Wednesday, October 09, 2024

YES, BUT THAT INTIMIDATION OF CITIZENS HAPPENED OUTSIDE THE ACELA CORRIDOR, SO WHY SHOULD WE COVER IT?

So far, neither The New York Times nor The Washington Post thinks this fascist act by Florida's authoritarian governor, Ron DeSantis, is worthy of a full story:
In a move that critics are calling a flagrant abuse of power, Florida’s Department of Health is threatening to bring criminal charges against local TV stations airing a campaign ad to overturn the state’s six-week abortion ban signed by Gov. Ron DeSantis.
That quote comes from a CNN story. Popular Information has more:
On October 3, the Florida Department of Health sent a letter to Mark Higgins, the General Manager of WFLA, Tampa's NBC affiliate. The letter, sent by Florida Department of Health General Counsel John Wilson, claimed that airing the ad violates Florida law. Wilson cites Florida's law against "sanitary nuisance," which prohibits "the commission of any act... by which... the health and lives of individuals... may be endangered." Wilson argues that WFLA's decision to air the ad could "threaten or impair the health and lives of women." Wilson advised Higgins that ... WFLA must stop airing it within 24 hours. Failure to do so, Wilson writes, would be a crime punishable by up to 60 days in prison under Florida law.
So what is this alleged "sanitary nuisance"? It's
a first-personal narrative of a woman named Caroline who was diagnosed with brain cancer while pregnant with her second child. "The doctors knew that if I did not end my pregnancy, I would lose my baby, I would lose my life, and my daughter would lose her mom," Caroline says in the ad. "Florida has now banned abortion, even in cases like mine." Caroline urges voters to support Amendment 4 to "protect women like me."

Is banning political ads the purpose of the law?
The statute deals with issues like "untreated or improperly treated human waste," "[t]he keeping of diseased animals," and the "causing of any condition capable of breeding flies, mosquitoes, or other arthropods capable of transmitting diseases." While the statute includes a catch-all for "any other condition determined to be a sanitary nuisance," there is no mention of political ads.
There's no story on this at the Post. The Times provides a brief mention of what the DeSantis administration is doing starting in paragraph 13 of this story, which is primary about whether the referendum will get the 60% supermajority vote it needs to pass. The Times provides a link to a full story, but it's from MSNBC.

For years, Republicans have used many techniques, primarily gerrymandering, to effectively end democracy at the state level in red and purple states. In many states now, Democrats would need huge majorities to reach parity in the makeup of state legislative bodies.

Our most important newspapers don't think that's a story. To some extent, I think this is because they don't want to offend Republicans -- but I also think it's because they don't really care what happens outside the Acela Corridor (D.C. to Boston, or, more precisely, D.C. to Cambridge), and possibly L.A. and Silicon Valley. They send reporters on safaris to diners and say they're trying hard to understand "flyover country," but they don't send reporters to Republican-controlled state legislatures where deomocracy is being killed.

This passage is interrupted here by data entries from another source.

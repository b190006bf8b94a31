use serde::{Serialize, Deserialize};

/// Element-wise activations available to the per-pixel layers.
#[derive(Debug, Clone, Copy, PartialEq, Eq, Serialize, Deserialize)]
pub enum ActivationFunction {
    Identity,
    ReLU,
    Sigmoid,
}

impl ActivationFunction {
    pub fn function(&self, x: f64) -> f64 {
        match self {
            ActivationFunction::Identity => x,
            ActivationFunction::ReLU => if x > 0.0 { x } else { 0.0 },
            ActivationFunction::Sigmoid => crate::math::sigmoid(x),
        }
    }

    /// Derivative evaluated at the pre-activation `x`.
    pub fn derivative(&self, x: f64) -> f64 {
        match self {
            ActivationFunction::Identity => 1.0,
            ActivationFunction::ReLU => if x > 0.0 { 1.0 } else { 0.0 },
            ActivationFunction::Sigmoid => {
                let fx = self.function(x);
                fx * (1.0 - fx)
            }
        }
    }
}
use std::fmt;
use std::str::FromStr;

use serde::{Serialize, Deserialize};

use crate::error::{CosalError, Result};
use crate::network::cosal_net::CoSalNet;
use crate::network::runner::{HeadSet, ModelRunner};

/// Closed set of model architectures the binary can build by name.
#[derive(Debug, Clone, Copy, PartialEq, Eq, Serialize, Deserialize)]
#[serde(rename_all = "snake_case")]
pub enum ModelKind {
    CoSalNet,
}

impl FromStr for ModelKind {
    type Err = CosalError;

    fn from_str(s: &str) -> Result<Self> {
        match s.to_ascii_lowercase().as_str() {
            "cosalnet" | "co_sal_net" => Ok(ModelKind::CoSalNet),
            other => Err(CosalError::Config(format!("unknown model '{}'; options: cosalnet", other))),
        }
    }
}

impl fmt::Display for ModelKind {
    fn fmt(&self, f: &mut fmt::Formatter<'_>) -> fmt::Result {
        match self {
            ModelKind::CoSalNet => write!(f, "CoSalNet"),
        }
    }
}

/// Serializable description of the model to build.
///
/// Kept apart from the weights so the architecture can be recorded in the
/// run log and rebuilt before a checkpoint is loaded into it.
#[derive(Debug, Clone, Serialize, Deserialize)]
pub struct ModelConfig {
    pub kind: ModelKind,
    /// Input channels (3 for RGB).
    pub in_channels: usize,
    /// Width of the per-pixel backbone features.
    pub hidden: usize,
    /// Size of the classification heads' output.
    pub num_classes: usize,
    pub heads: HeadSet,
    /// Seed for parameter initialization.
    pub seed: u64,
}

impl ModelConfig {
    pub fn validate(&self) -> Result<()> {
        if self.in_channels == 0 || self.hidden == 0 {
            return Err(CosalError::Config("in_channels and hidden must be > 0".to_string()));
        }
        if (self.heads.cls || self.heads.cls_mask) && self.num_classes < 2 {
            return Err(CosalError::Config(
                "classification heads need num_classes >= 2".to_string(),
            ));
        }
        Ok(())
    }

    pub fn build(&self) -> Result<Box<dyn ModelRunner>> {
        self.validate()?;
        match self.kind {
            ModelKind::CoSalNet => Ok(Box::new(CoSalNet::new(self.clone()))),
        }
    }
}
fn check_len(grad: &Tensor, expected: usize, what: &str) -> Result<()> {
    if grad.numel() != expected {
        return Err(CosalError::Shape(format!(
            "{} has {} values, expected {}",
            what,
            grad.numel(),
            expected
        )));
    }
    Ok(())
}
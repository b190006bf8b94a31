use std::path::Path;

use image::imageops::FilterType;

use crate::error::{CosalError, Result};

/// ImageNet channel statistics.
const MEAN: [f64; 3] = [0.485, 0.456, 0.406];
const STD: [f64; 3] = [0.229, 0.224, 0.225];

pub const IMAGE_EXTENSIONS: [&str; 5] = ["jpg", "jpeg", "png", "bmp", "gif"];

pub fn is_image(path: &Path) -> bool {
    path.extension()
        .and_then(|e| e.to_str())
        .map(|e| IMAGE_EXTENSIONS.contains(&e.to_ascii_lowercase().as_str()))
        .unwrap_or(false)
}

/// Loads an RGB image, resizes it to `size × size` and normalizes it with
/// ImageNet statistics. Returns CHW values and the original `(height, width)`.
pub fn load_rgb(path: &Path, size: u32) -> Result<(Vec<f64>, (u32, u32))> {
    let img = image::open(path)?;
    let orig = (img.height(), img.width());
    let rgb = img.resize_exact(size, size, FilterType::Triangle).to_rgb8();
    let plane = (size * size) as usize;
    let mut chw = vec![0.0; 3 * plane];
    for (i, px) in rgb.pixels().enumerate() {
        for c in 0..3 {
            chw[c * plane + i] = (px.0[c] as f64 / 255.0 - MEAN[c]) / STD[c];
        }
    }
    Ok((chw, orig))
}

/// Loads a grayscale mask resized to `size × size`, values in [0, 1].
pub fn load_mask(path: &Path, size: u32) -> Result<Vec<f64>> {
    let img = image::open(path)?;
    let gray = img.resize_exact(size, size, FilterType::Triangle).to_luma8();
    Ok(gray.pixels().map(|p| p.0[0] as f64 / 255.0).collect())
}

/// Loads a grayscale map at its stored resolution. Returns values in
/// [0, 1] with `(height, width)`.
pub fn load_gray(path: &Path) -> Result<(Vec<f64>, (u32, u32))> {
    let gray = image::open(path)?.to_luma8();
    let dims = (gray.height(), gray.width());
    Ok((gray.pixels().map(|p| p.0[0] as f64 / 255.0).collect(), dims))
}

/// Writes a `[0, 1]` map of `height × width` values as an 8-bit PNG.
pub fn save_gray_png(path: &Path, values: &[f64], height: u32, width: u32) -> Result<()> {
    let bytes: Vec<u8> = values
        .iter()
        .map(|v| (v.clamp(0.0, 1.0) * 255.0).round() as u8)
        .collect();
    let img = image::GrayImage::from_raw(width, height, bytes).ok_or_else(|| {
        CosalError::Shape(format!(
            "{} values do not fill a {}x{} image",
            values.len(),
            width,
            height
        ))
    })?;
    img.save(path)?;
    Ok(())
}
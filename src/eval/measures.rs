//! Per-image saliency measures on `[0, 1]` maps of equal size.

const EPS: f64 = 1e-20;
/// Thresholds swept by the enhanced-alignment curve.
pub const E_THRESHOLDS: usize = 255;

/// Structure measure with object/region balance `alpha`.
/// The ground truth is binarized at 0.5.
pub fn s_measure(pred: &[f64], gt: &[f64], h: usize, w: usize, alpha: f64) -> f64 {
    let mask: Vec<bool> = gt.iter().map(|g| *g > 0.5).collect();
    let y = mask.iter().filter(|m| **m).count() as f64 / mask.len().max(1) as f64;
    let score = if y == 0.0 {
        1.0 - mean(pred)
    } else if y == 1.0 {
        mean(pred)
    } else {
        alpha * object_score(pred, &mask, y) + (1.0 - alpha) * region_score(pred, &mask, h, w)
    };
    score.max(0.0)
}

/// Enhanced-alignment curve over [`E_THRESHOLDS`] binarization thresholds.
pub fn e_measure_curve(pred: &[f64], gt: &[f64]) -> Vec<f64> {
    let n = gt.len();
    let gt_mean = mean(gt);
    (0..E_THRESHOLDS)
        .map(|i| {
            let t = i as f64 * (1.0 - 1e-10) / (E_THRESHOLDS - 1) as f64;
            let binary: Vec<f64> = pred.iter().map(|p| f64::from(*p >= t)).collect();
            let enhanced: f64 = if gt_mean == 0.0 {
                binary.iter().map(|b| 1.0 - b).sum()
            } else if gt_mean == 1.0 {
                binary.iter().sum()
            } else {
                let b_mean = mean(&binary);
                binary
                    .iter()
                    .zip(gt)
                    .map(|(b, g)| {
                        let fm = b - b_mean;
                        let gm = g - gt_mean;
                        let align = 2.0 * gm * fm / (gm * gm + fm * fm + EPS);
                        (align + 1.0).powi(2) / 4.0
                    })
                    .sum()
            };
            enhanced / (n as f64 - 1.0 + EPS)
        })
        .collect()
}

fn mean(values: &[f64]) -> f64 {
    if values.is_empty() {
        0.0
    } else {
        values.iter().sum::<f64>() / values.len() as f64
    }
}

fn object_score(pred: &[f64], mask: &[bool], y: f64) -> f64 {
    let fg: Vec<f64> = pred.iter().zip(mask).filter(|(_, m)| **m).map(|(p, _)| *p).collect();
    let bg: Vec<f64> = pred.iter().zip(mask).filter(|(_, m)| !**m).map(|(p, _)| 1.0 - p).collect();
    y * object(&fg) + (1.0 - y) * object(&bg)
}

fn object(values: &[f64]) -> f64 {
    if values.is_empty() {
        return 0.0;
    }
    let x = mean(values);
    let sigma = if values.len() > 1 {
        (values.iter().map(|v| (v - x).powi(2)).sum::<f64>() / (values.len() - 1) as f64).sqrt()
    } else {
        0.0
    };
    2.0 * x / (x * x + 1.0 + sigma + EPS)
}

fn region_score(pred: &[f64], mask: &[bool], h: usize, w: usize) -> f64 {
    let (cx, cy) = centroid(mask, h, w);
    let area = (h * w) as f64;
    let quadrants = [
        (0, cy, 0, cx),
        (0, cy, cx, w),
        (cy, h, 0, cx),
        (cy, h, cx, w),
    ];
    let mut score = 0.0;
    for (r0, r1, c0, c1) in quadrants {
        let weight = ((r1 - r0) * (c1 - c0)) as f64 / area;
        if weight == 0.0 {
            continue;
        }
        let mut p = Vec::with_capacity((r1 - r0) * (c1 - c0));
        let mut g = Vec::with_capacity(p.capacity());
        for r in r0..r1 {
            for c in c0..c1 {
                p.push(pred[r * w + c]);
                g.push(if mask[r * w + c] { 1.0 } else { 0.0 });
            }
        }
        score += weight * ssim(&p, &g);
    }
    score
}

/// Centroid of the mask as 1-based `(column, row)` split points.
fn centroid(mask: &[bool], h: usize, w: usize) -> (usize, usize) {
    let (mut sx, mut sy, mut count) = (0.0, 0.0, 0.0);
    for (i, _) in mask.iter().enumerate().filter(|(_, m)| **m) {
        sy += (i / w) as f64;
        sx += (i % w) as f64;
        count += 1.0;
    }
    let (x, y) = if count == 0.0 {
        ((w as f64 / 2.0).round(), (h as f64 / 2.0).round())
    } else {
        ((sx / count).round(), (sy / count).round())
    };
    ((x as usize + 1).min(w), (y as usize + 1).min(h))
}

fn ssim(pred: &[f64], gt: &[f64]) -> f64 {
    let n = pred.len() as f64;
    let x = mean(pred);
    let y = mean(gt);
    let denom = (n - 1.0).max(1.0);
    let sigma_x = pred.iter().map(|p| (p - x).powi(2)).sum::<f64>() / denom;
    let sigma_y = gt.iter().map(|g| (g - y).powi(2)).sum::<f64>() / denom;
    let sigma_xy = pred.iter().zip(gt).map(|(p, g)| (p - x) * (g - y)).sum::<f64>() / denom;
    let alpha = 4.0 * x * y * sigma_xy;
    let beta = (x * x + y * y) * (sigma_x + sigma_y);
    if alpha != 0.0 {
        alpha / (beta + EPS)
    } else if beta == 0.0 {
        1.0
    } else {
        0.0
    }
}

#[cfg(test)]
mod tests {
    use super::*;

    fn square_mask() -> Vec<f64> {
        (0..36).map(|i| f64::from((1..4).contains(&(i / 6)) && (1..4).contains(&(i % 6)))).collect()
    }

    #[test]
    fn perfect_prediction_scores_one() {
        let gt = square_mask();
        assert!((s_measure(&gt, &gt, 6, 6, 0.5) - 1.0).abs() < 1e-6);
        let curve = e_measure_curve(&gt, &gt);
        assert_eq!(curve.len(), E_THRESHOLDS);
        let best = curve.iter().cloned().fold(f64::MIN, f64::max);
        assert!(best > 1.0 - 0.05);
    }

    #[test]
    fn inverted_prediction_scores_low() {
        let gt = square_mask();
        let inverted: Vec<f64> = gt.iter().map(|g| 1.0 - g).collect();
        assert!(s_measure(&inverted, &gt, 6, 6, 0.5) < 0.2);
    }

    #[test]
    fn empty_ground_truth_rewards_empty_prediction() {
        let gt = vec![0.0; 16];
        assert_eq!(s_measure(&vec![0.0; 16], &gt, 4, 4, 0.5), 1.0);
        assert_eq!(s_measure(&vec![1.0; 16], &gt, 4, 4, 0.5), 0.0);
    }
}
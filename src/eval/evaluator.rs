use std::path::{Path, PathBuf};

use walkdir::WalkDir;

use crate::config::ValMetric;
use crate::data::image_io::load_gray;
use crate::error::{CosalError, Result};
use crate::eval::measures::{e_measure_curve, s_measure, E_THRESHOLDS};
use crate::math::Tensor;

/// Scores a directory of predicted maps against a ground-truth directory.
pub trait Evaluator {
    fn evaluate(&self, pred_dir: &Path, gt_dir: &Path, metric: ValMetric) -> Result<f64>;
}

/// Pairs `<pred_dir>/<rel>.png` with `<gt_dir>/<rel>.png` and reports either
/// the mean S-measure or the peak of the mean E-measure curve.
#[derive(Debug, Clone)]
pub struct SaliencyEvaluator {
    pub alpha: f64,
}

impl Default for SaliencyEvaluator {
    fn default() -> Self {
        SaliencyEvaluator { alpha: 0.5 }
    }
}

impl SaliencyEvaluator {
    fn pairs(&self, pred_dir: &Path, gt_dir: &Path) -> Result<Vec<(PathBuf, PathBuf)>> {
        std::fs::metadata(gt_dir)?;
        let mut pairs = Vec::new();
        for entry in WalkDir::new(pred_dir).sort_by_file_name() {
            let entry = entry.map_err(|e| CosalError::Metric(format!("cannot walk {:?}: {}", pred_dir, e)))?;
            let path = entry.path();
            if !entry.file_type().is_file() || path.extension().and_then(|e| e.to_str()) != Some("png") {
                continue;
            }
            let rel = path
                .strip_prefix(pred_dir)
                .map_err(|e| CosalError::Metric(e.to_string()))?;
            let gt = gt_dir.join(rel);
            if !gt.is_file() {
                return Err(CosalError::Metric(format!("no ground truth for prediction {:?}", rel)));
            }
            pairs.push((path.to_path_buf(), gt));
        }
        if pairs.is_empty() {
            return Err(CosalError::Metric(format!("no predictions under {:?}", pred_dir)));
        }
        Ok(pairs)
    }
}

impl Evaluator for SaliencyEvaluator {
    fn evaluate(&self, pred_dir: &Path, gt_dir: &Path, metric: ValMetric) -> Result<f64> {
        let pairs = self.pairs(pred_dir, gt_dir)?;
        let mut s_total = 0.0;
        let mut e_curve = vec![0.0; E_THRESHOLDS];
        for (pred_path, gt_path) in &pairs {
            let (gt, (gh, gw)) = load_gray(gt_path)?;
            let (pred, (ph, pw)) = load_gray(pred_path)?;
            let pred = if (ph, pw) == (gh, gw) {
                pred
            } else {
                Tensor::from_vec(&[1, 1, ph as usize, pw as usize], pred)?
                    .resize_bilinear(gh as usize, gw as usize)?
                    .data
            };
            match metric {
                ValMetric::SMeasure => s_total += s_measure(&pred, &gt, gh as usize, gw as usize, self.alpha),
                ValMetric::EMax => {
                    for (acc, e) in e_curve.iter_mut().zip(e_measure_curve(&pred, &gt)) {
                        *acc += e;
                    }
                }
            }
        }
        let count = pairs.len() as f64;
        let score = match metric {
            ValMetric::SMeasure => s_total / count,
            ValMetric::EMax => e_curve.iter().map(|e| e / count).fold(f64::MIN, f64::max),
        };
        log::debug!("{} over {} maps in {:?}: {:.4}", metric, pairs.len(), pred_dir, score);
        Ok(score)
    }
}

#[cfg(test)]
mod tests {
    use super::*;
    use crate::data::image_io::save_gray_png;

    #[test]
    fn scores_mirrored_directories() {
        let dir = tempfile::tempdir().unwrap();
        let (pred_dir, gt_dir) = (dir.path().join("pred"), dir.path().join("gt"));
        std::fs::create_dir_all(pred_dir.join("cat")).unwrap();
        std::fs::create_dir_all(gt_dir.join("cat")).unwrap();
        let mask: Vec<f64> = (0..16).map(|i| f64::from(i % 4 < 2)).collect();
        save_gray_png(&gt_dir.join("cat/a.png"), &mask, 4, 4).unwrap();
        save_gray_png(&pred_dir.join("cat/a.png"), &mask, 4, 4).unwrap();

        let eval = SaliencyEvaluator::default();
        let s = eval.evaluate(&pred_dir, &gt_dir, ValMetric::SMeasure).unwrap();
        assert!(s > 0.99);
        let e = eval.evaluate(&pred_dir, &gt_dir, ValMetric::EMax).unwrap();
        assert!(e > 0.95);
    }

    #[test]
    fn missing_ground_truth_directory_propagates() {
        let dir = tempfile::tempdir().unwrap();
        let eval = SaliencyEvaluator::default();
        let result = eval.evaluate(dir.path(), &dir.path().join("absent"), ValMetric::SMeasure);
        assert!(matches!(result, Err(CosalError::Io(_))));
    }
}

The Post has been better on this. A month ago, it ran a story about DeSantis's deployment of his election police to the homes of people who signed the petition to get this referendum on the ballot. So maybe the Post will eventually cover this threat to WFLA in a serious way. (The Times reported on DeSantis administration attempts to challenge the validity of the ballot petitions but didn't mention the home visits by DeSantis's election goons until paragraph 14 of this story. There was a further mention in an op-ed.)

The Times is covering DeSantis's hardball tactics, but totalitarian threats to individuals by GOP officials need to be seen as a five-alarm fire in every newsroom in America. Unfortunately, that goes against the long-ingrained habits of most high-level reporters and editors, who mostly care about how politicians battle fellow politicians and other political agents for power. (Even the CNN story cited at the beginning of this post falls into that category -- it's primarily about the response to DeSantis's threat by the Democratic chair of the Federal Communications Commission.)

A governor's threat to jail someone for running a political ad ought to be front-page news in every news outlet in America.

One more point: DeSantis is running. He still wants to be president, and you shouldn't underestimate the odds that he can win the 2028 GOP nomination. Yes, he crashed and burned in the 2024 primaries, but that was mostly because most GOP voters who liked his authoritarian style liked Trump a lot more. In polls of Republicans taken during the primary campaign, his favorable/unfavorable numbers were 62%/22%, according to FiveThirtyEight; Nikki Haley's were 43%/40. He didn't refuse to take Kamala Harris's calls about the last hurricane for no reason. He's planning a comeback -- and because he's both authoritarian and seemingly "mainstream," at least according to the media, he has a shot at winning the primaries. And every Republican presidential nominee has a shot at winning the election.